Should my workplace use plumbed or portable eyewash stations?

By Chris O'Donnell | Published: May 21, 2018
Presented by Radians

With more than 20,000 work-related eye injuries reported every year, it’s important to take eyewash safety seriously. OSHA regulations require that eyewash stations be available on any work site where employees could be exposed to injurious corrosive materials (see Emergency Eyewash Stations: What the Z358 Standard Means for Your Workplace to learn more).

But with a choice of plumbed or portable eyewash stations, how do you know what type is right for your team?

Plumbed Eyewash Stations

Plumbed eyewash stations are permanently connected to a water source. Since they rely on a plumbing system to get a supply of water, they're not a feasible option for every work site. Jobs that take place mainly outdoors and away from a dedicated facility will not be able to use a plumbed system.

Plumbed eyewash stations also require more work because they need to be carefully maintained. Poor maintenance can result in the growth of bacteria due to water remaining stagnant. Sediment can also build up in the lines, which can reduce the amount of water that is supplied to the eyes.

Portable Eyewash Stations

Portable eyewash stations consist of self-contained, gravity-fed

units containing an approved sterile solution. They are more compact than the plumbed stations and they can be mounted in small or confined spaces. Their portability means they are suited for any work site, even if there is no access to plumbing. They are also less expensive than plumbed units.

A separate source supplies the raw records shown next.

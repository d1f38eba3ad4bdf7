// SPDX-License-Identifier: BUSL-1.1
// Copyright (c) 2026 Alfred Jean LLC

//! Folder-Model Daemon (fmdmd)
//!
//! Background process that owns the shared embedding-model store, every
//! folder's lifecycle state machine, and the WebSocket fan-out of the
//! Folder-Model Data Model to connected clients (tui/cli/web).

// Allow panic!/unwrap/expect in test code
#![cfg_attr(test, allow(clippy::panic))]
#![cfg_attr(test, allow(clippy::unwrap_used))]
#![cfg_attr(test, allow(clippy::expect_used))]

use std::path::PathBuf;
use std::sync::Arc;
use std::time::Duration;

use clap::Parser;
use fmdm_config::{Configuration, TomlFileConfiguration};
use fmdm_daemon::orchestrator::{Orchestrator, OrchestratorConfig};
use fmdm_daemon::registry::Registry;
use fmdm_daemon::{env as daemon_env, registry};
use nix::sys::signal::{kill, Signal};
use nix::unistd::Pid;
use tokio::signal::unix::{signal, SignalKind};
use tracing::{error, info, warn};

#[derive(Parser)]
#[command(name = "fmdmd", about = "Folder-Model Daemon")]
struct Cli {
    /// WebSocket port (spec.md §6 default 31850). No separate HTTP channel
    /// is exposed, so this names the bind port directly (DESIGN.md).
    #[arg(long, default_value_t = daemon_env::DEFAULT_PORT)]
    port: u16,

    /// Bind address.
    #[arg(long, default_value = "127.0.0.1")]
    host: String,

    /// Stop any currently registered daemon first, then start fresh.
    #[arg(long, short = 'r')]
    restart: bool,
}

#[tokio::main]
async fn main() {
    let cli = Cli::parse();

    let log_guard = setup_logging();
    info!(port = cli.port, host = %cli.host, "starting fmdmd");

    if let Err(err) = run(cli).await {
        error!(%err, "fatal startup failure");
        drop(log_guard);
        std::process::exit(1);
    }
}

async fn run(cli: Cli) -> Result<(), Box<dyn std::error::Error>> {
    let registry_path = Registry::default_path();

    if cli.restart {
        stop_existing_daemon(&registry_path).await;
    }

    let configuration: Arc<dyn Configuration> = Arc::new(TomlFileConfiguration::at_default_path()?);

    let (max_updates_per_second, debounce) = daemon_env::throttler_tuning();
    let ws_port = daemon_env::port_override().unwrap_or(cli.port);

    let config = OrchestratorConfig {
        host: cli.host,
        port: ws_port,
        daemon_version: env!("CARGO_PKG_VERSION").to_string(),
        registry_path,
        max_updates_per_second,
        debounce,
    };

    let mut orchestrator = Orchestrator::bootstrap(config, configuration, fmdm_backends::default_models())?;

    let mut sigterm = signal(SignalKind::terminate())?;
    let mut sigint = signal(SignalKind::interrupt())?;

    // `run_fut` borrows `orchestrator` mutably; it is dropped at the end of
    // this block (select! cancels whichever branch did not win), releasing
    // the borrow so `stop()` below can run on every exit path exactly once.
    let result = {
        let mut run_fut = Box::pin(orchestrator.run());
        tokio::select! {
            result = &mut run_fut => Some(result),
            _ = sigterm.recv() => { info!("received SIGTERM, shutting down"); None }
            _ = sigint.recv() => { info!("received SIGINT, shutting down"); None }
        }
    };

    orchestrator.stop();

    match result {
        Some(result) => result.map_err(|e| e.into()),
        None => Ok(()),
    }
}

/// spec.md §4.A restart semantics: signal the previous pid (graceful first,
/// forced after a bounded timeout), poll for exit, then clean the stale
/// registry entry so the fresh `register()` below does not race it.
async fn stop_existing_daemon(registry_path: &std::path::Path) {
    let Some(existing) = registry::Registry::discover(registry_path) else {
        return;
    };
    let pid = Pid::from_raw(existing.pid as i32);

    info!(pid = existing.pid, "restart requested, stopping the running daemon");
    if kill(pid, Signal::SIGTERM).is_err() {
        warn!(pid = existing.pid, "SIGTERM failed, pid may already be gone");
    }

    let deadline = tokio::time::Instant::now() + Duration::from_secs(5);
    while tokio::time::Instant::now() < deadline {
        if kill(pid, None).is_err() {
            break;
        }
        tokio::time::sleep(Duration::from_millis(100)).await;
    }

    if kill(pid, None).is_ok() {
        warn!(pid = existing.pid, "daemon did not exit gracefully, sending SIGKILL");
        let _ = kill(pid, Signal::SIGKILL);
        tokio::time::sleep(Duration::from_millis(200)).await;
    }

    let _ = std::fs::remove_file(registry_path);
}

fn setup_logging() -> tracing_appender::non_blocking::WorkerGuard {
    use tracing_subscriber::{fmt, prelude::*, EnvFilter};

    let log_path = log_file_path();
    if let Some(parent) = log_path.parent() {
        let _ = std::fs::create_dir_all(parent);
    }
    let file_appender = tracing_appender::rolling::never(
        log_path.parent().unwrap_or_else(|| std::path::Path::new(".")),
        log_path.file_name().unwrap_or_else(|| std::ffi::OsStr::new("fmdmd.log")),
    );
    let (non_blocking, guard) = tracing_appender::non_blocking(file_appender);

    let filter = EnvFilter::try_from_default_env().unwrap_or_else(|_| EnvFilter::new("info"));
    tracing_subscriber::registry().with(filter).with(fmt::layer().with_writer(non_blocking)).init();

    guard
}

fn log_file_path() -> PathBuf {
    let dir = dirs::state_dir().or_else(dirs::data_local_dir).unwrap_or_else(std::env::temp_dir);
    dir.join("fmdmd").join("fmdmd.log")
}

#[cfg(test)]
#[path = "main_tests.rs"]
mod tests;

One of the main downsides is that the fluid containers need to be replaced after each use and after a specified amount of time.

Which to Use in Your Workplace

If you have access to a water line, you have a choice between these types of eyewash stations. So, which is best?

The full answer will depend on the particular features of your workplace, including the size of the workforce and the hazards they face. If enough of your workers face chemical hazards, a plumbed station might make sense. This will only be the right choice, however, if your team is comfortable both with the additional expense and the maintenance schedule that comes with using a plumbed system.

For all other situations, a portable station generally makes more sense. It is cost- and space-efficient, portable, and requires minimal maintenance.

Want to learn more? Get our Eyewash Fast Facts to make sure you're ANSI Z358.1 complaint!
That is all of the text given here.